# Stored data

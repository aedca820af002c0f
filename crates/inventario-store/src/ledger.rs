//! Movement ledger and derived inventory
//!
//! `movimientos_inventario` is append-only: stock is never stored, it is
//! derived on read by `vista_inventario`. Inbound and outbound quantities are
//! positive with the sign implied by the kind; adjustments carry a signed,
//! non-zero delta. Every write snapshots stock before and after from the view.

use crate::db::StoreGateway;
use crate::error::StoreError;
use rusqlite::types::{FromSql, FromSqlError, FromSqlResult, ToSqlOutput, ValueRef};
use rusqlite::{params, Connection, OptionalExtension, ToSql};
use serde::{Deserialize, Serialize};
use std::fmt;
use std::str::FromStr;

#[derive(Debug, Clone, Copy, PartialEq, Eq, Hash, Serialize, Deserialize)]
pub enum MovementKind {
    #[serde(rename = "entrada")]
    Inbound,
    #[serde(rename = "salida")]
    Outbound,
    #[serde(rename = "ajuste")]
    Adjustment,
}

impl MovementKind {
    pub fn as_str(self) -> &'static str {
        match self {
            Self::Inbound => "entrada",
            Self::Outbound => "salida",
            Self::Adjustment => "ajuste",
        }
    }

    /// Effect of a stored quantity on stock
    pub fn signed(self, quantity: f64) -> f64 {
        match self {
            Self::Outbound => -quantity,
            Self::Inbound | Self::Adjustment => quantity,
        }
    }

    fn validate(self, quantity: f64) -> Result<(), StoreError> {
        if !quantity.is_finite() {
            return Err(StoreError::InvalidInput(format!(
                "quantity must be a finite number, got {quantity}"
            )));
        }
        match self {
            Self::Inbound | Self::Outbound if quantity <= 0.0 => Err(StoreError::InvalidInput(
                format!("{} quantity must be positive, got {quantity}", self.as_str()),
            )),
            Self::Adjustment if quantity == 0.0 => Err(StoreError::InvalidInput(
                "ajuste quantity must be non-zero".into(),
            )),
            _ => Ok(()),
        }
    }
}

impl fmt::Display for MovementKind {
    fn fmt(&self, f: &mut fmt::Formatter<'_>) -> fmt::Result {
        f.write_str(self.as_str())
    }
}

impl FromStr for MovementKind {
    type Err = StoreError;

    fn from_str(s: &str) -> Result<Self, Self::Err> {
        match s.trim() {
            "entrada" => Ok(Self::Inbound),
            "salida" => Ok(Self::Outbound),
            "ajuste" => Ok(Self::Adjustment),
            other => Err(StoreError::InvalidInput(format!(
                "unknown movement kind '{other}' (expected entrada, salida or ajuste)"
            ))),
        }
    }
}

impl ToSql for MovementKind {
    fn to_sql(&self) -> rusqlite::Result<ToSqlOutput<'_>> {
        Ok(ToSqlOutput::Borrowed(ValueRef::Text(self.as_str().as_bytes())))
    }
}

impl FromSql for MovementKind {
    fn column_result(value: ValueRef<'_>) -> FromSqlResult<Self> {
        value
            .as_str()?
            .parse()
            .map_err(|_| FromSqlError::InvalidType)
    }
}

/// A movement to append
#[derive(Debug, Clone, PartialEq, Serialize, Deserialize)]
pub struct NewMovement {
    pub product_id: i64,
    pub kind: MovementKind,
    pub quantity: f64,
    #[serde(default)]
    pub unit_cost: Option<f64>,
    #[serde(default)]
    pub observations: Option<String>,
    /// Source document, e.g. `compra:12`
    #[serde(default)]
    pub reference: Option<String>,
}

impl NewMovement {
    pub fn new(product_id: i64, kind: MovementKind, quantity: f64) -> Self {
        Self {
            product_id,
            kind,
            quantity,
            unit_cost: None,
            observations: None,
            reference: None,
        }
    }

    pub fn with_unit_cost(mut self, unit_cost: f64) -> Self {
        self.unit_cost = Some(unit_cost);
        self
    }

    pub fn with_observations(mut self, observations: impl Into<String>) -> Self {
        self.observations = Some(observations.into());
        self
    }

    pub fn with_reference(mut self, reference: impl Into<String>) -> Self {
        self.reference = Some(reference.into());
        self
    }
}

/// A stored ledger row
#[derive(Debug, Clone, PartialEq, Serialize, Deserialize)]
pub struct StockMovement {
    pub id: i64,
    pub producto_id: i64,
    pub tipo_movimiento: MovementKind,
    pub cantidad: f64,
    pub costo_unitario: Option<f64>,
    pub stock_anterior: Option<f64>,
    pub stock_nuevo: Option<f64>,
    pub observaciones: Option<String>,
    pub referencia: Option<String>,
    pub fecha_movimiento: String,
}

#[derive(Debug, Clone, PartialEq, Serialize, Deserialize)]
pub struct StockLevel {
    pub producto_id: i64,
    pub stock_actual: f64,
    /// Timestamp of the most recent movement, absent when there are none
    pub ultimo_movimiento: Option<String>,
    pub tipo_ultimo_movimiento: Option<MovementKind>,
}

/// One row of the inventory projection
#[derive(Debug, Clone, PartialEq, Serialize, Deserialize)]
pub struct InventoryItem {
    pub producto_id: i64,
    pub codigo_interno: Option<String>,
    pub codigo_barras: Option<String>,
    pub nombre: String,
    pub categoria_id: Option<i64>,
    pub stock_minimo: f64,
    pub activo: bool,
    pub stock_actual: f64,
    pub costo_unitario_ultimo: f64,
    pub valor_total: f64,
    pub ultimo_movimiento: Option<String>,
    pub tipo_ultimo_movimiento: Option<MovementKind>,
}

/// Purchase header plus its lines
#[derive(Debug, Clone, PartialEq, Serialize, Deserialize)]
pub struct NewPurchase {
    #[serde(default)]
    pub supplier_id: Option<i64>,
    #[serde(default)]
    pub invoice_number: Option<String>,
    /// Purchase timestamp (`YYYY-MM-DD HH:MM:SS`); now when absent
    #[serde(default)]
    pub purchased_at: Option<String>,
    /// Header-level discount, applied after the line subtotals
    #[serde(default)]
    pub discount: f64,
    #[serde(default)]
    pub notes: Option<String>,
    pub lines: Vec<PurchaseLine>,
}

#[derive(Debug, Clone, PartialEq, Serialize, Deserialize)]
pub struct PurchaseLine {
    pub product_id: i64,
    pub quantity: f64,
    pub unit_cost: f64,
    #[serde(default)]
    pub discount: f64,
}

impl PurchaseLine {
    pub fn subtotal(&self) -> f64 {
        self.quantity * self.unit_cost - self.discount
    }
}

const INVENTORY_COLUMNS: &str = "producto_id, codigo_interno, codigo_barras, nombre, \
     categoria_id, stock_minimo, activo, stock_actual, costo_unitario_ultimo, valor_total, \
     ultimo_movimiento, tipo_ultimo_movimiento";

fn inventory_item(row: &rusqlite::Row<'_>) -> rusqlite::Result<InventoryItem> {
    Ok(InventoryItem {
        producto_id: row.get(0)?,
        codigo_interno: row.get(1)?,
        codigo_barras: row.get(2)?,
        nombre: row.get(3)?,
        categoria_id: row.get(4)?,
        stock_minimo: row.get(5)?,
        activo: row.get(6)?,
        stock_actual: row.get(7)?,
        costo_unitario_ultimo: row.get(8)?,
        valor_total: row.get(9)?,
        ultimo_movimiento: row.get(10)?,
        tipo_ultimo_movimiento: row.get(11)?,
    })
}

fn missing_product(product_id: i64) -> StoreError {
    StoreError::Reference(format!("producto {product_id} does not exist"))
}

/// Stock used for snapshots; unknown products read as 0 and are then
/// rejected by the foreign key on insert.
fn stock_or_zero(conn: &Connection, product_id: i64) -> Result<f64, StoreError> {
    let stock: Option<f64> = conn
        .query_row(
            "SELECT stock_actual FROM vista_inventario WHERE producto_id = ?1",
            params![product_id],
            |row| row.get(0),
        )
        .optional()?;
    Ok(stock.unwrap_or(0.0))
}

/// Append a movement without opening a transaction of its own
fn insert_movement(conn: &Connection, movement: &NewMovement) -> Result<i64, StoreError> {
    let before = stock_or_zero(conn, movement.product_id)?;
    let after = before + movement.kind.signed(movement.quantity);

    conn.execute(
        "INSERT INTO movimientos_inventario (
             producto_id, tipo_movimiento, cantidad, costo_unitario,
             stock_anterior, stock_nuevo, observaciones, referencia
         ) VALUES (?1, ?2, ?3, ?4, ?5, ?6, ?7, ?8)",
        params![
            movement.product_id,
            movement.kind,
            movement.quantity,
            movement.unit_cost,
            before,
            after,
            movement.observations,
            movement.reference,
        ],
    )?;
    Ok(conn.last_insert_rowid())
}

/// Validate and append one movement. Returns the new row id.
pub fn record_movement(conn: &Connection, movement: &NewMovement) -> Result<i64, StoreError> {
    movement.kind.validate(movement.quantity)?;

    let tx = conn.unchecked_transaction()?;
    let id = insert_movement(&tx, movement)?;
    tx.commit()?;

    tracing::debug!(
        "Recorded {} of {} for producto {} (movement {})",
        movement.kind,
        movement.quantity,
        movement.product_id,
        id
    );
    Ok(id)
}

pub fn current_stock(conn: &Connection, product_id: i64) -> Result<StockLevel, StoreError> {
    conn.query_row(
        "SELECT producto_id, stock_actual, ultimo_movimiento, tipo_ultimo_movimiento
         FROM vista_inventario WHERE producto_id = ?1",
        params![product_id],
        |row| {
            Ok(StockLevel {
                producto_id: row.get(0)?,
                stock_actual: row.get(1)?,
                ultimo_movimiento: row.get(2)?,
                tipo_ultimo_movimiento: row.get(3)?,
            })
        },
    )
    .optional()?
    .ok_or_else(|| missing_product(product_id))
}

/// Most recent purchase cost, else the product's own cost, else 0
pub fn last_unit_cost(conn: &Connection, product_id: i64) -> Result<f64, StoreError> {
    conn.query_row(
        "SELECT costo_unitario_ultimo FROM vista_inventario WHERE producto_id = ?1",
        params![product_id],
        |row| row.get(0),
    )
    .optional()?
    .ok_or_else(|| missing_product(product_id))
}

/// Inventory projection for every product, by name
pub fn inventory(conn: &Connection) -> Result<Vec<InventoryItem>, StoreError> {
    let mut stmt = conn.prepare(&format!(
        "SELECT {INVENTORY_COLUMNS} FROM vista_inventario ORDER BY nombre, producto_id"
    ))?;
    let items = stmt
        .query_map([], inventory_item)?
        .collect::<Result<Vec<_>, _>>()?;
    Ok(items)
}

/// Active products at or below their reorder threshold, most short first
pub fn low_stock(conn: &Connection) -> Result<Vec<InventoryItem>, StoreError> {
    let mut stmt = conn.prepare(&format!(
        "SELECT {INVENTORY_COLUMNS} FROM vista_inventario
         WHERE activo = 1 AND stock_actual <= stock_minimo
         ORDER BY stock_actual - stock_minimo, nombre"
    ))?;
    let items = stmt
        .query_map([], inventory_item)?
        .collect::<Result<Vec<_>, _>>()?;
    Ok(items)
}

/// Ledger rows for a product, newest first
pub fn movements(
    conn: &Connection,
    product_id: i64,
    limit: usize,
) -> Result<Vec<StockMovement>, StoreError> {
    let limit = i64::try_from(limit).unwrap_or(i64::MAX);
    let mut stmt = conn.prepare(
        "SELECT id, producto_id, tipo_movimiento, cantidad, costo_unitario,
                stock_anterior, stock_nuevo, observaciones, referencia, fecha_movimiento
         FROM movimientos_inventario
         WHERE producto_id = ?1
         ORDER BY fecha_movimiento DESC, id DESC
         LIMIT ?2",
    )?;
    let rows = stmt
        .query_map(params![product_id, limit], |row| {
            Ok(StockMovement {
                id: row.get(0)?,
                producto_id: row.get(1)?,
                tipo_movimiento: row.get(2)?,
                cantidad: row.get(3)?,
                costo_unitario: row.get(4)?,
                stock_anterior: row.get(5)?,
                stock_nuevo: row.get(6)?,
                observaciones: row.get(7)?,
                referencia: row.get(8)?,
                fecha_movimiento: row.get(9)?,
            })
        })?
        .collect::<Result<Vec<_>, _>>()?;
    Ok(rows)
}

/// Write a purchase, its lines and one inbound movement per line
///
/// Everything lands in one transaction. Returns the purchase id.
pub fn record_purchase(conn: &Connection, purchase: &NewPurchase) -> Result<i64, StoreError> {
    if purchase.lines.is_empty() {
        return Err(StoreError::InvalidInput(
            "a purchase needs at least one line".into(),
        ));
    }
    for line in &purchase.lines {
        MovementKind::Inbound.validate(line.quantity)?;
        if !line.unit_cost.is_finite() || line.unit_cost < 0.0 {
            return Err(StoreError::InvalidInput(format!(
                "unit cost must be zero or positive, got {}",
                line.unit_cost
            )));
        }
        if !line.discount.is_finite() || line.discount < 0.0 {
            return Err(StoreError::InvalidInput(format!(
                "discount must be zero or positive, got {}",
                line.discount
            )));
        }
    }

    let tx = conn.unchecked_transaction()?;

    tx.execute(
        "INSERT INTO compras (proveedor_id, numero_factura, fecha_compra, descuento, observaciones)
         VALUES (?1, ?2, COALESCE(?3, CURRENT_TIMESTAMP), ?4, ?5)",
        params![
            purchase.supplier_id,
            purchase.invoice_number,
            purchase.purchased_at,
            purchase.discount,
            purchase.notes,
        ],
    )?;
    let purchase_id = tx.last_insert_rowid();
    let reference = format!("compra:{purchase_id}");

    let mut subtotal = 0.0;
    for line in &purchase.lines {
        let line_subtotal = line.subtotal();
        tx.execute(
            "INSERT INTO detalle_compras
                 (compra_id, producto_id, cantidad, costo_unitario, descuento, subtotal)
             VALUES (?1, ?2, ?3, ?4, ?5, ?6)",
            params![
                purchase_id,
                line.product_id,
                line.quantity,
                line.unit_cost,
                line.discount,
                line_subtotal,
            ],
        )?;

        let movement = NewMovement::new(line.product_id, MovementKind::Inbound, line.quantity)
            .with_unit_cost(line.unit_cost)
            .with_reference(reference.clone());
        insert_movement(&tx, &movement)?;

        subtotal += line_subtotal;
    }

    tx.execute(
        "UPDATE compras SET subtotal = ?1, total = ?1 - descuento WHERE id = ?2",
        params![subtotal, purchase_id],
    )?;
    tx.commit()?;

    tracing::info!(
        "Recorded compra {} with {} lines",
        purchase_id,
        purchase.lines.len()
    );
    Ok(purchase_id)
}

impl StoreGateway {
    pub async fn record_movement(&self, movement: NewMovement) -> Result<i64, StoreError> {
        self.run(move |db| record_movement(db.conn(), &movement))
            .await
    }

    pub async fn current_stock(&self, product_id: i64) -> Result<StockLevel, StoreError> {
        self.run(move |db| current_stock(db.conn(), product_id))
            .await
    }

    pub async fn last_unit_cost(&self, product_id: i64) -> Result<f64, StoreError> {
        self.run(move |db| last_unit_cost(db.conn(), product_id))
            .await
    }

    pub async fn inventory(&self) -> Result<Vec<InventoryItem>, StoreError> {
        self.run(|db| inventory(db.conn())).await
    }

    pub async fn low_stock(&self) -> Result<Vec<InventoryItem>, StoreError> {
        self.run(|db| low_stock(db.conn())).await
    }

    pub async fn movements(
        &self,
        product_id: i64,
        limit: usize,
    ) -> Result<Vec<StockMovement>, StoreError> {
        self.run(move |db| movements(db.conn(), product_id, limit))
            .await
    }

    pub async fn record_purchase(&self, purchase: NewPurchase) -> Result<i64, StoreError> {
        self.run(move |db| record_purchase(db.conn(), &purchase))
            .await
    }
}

# What to do
Your task is to copy each line of the data above that holds "activo".

# Exercise solution
    pub activo: bool,
     categoria_id, stock_minimo, activo, stock_actual, costo_unitario_ultimo, valor_total, \
        activo: row.get(6)?,
         WHERE activo = 1 AND stock_actual <= stock_minimo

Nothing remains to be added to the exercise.